Please restate exactly the lines of the data below, beginning with the line containing "pub use ids::AgentId;" and ending with the last line.
Task inputs below:
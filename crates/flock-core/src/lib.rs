//! `flock-core`: foundational types for the flock engine.
//!
//! This crate is a dependency of every other `flock-*` crate.  It has no
//! `flock-*` dependencies and only a handful of external ones (`glam`,
//! `rand`, `thiserror`, plus optional `serde`).
//!
//! # What lives here
//!
//! | Module          | Contents                                              |
//! |-----------------|-------------------------------------------------------|
//! | [`ids`]         | `AgentId`                                             |
//! | [`math`]        | `Vec3` re-export, zero-safe normalize / clamp helpers |
//! | [`config`]      | `AgentConfig`, `BehaviorWeights`                      |
//! | [`time`]        | `Tick`, `SimClock`                                    |
//! | [`rng`]         | `SimRng` (seeded spawning)                            |
//! | [`error`]       | `FlockError`, `FlockResult`                           |
//!
//! # Feature flags
//!
//! | Flag    | Effect                                                     |
//! |---------|------------------------------------------------------------|
//! | `serde` | Adds `Serialize`/`Deserialize` to all public types.        |

pub mod config;
pub mod error;
pub mod ids;
pub mod math;
pub mod rng;
pub mod time;


// ── Re-exports ────────────────────────────────────────────────────────────────

pub use config::{AgentConfig, BehaviorWeights};
pub use error::{FlockError, FlockResult};
pub use ids::AgentId;
pub use math::{NORMALIZE_EPSILON, Vec3, clamp_length_to, safe_normalize};
pub use rng::SimRng;
pub use time::{SimClock, Tick};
End of Task inputs.
• Your solution:
pub use ids::AgentId;
pub use math::{NORMALIZE_EPSILON, Vec3, clamp_length_to, safe_normalize};
pub use rng::SimRng;
pub use time::{SimClock, Tick};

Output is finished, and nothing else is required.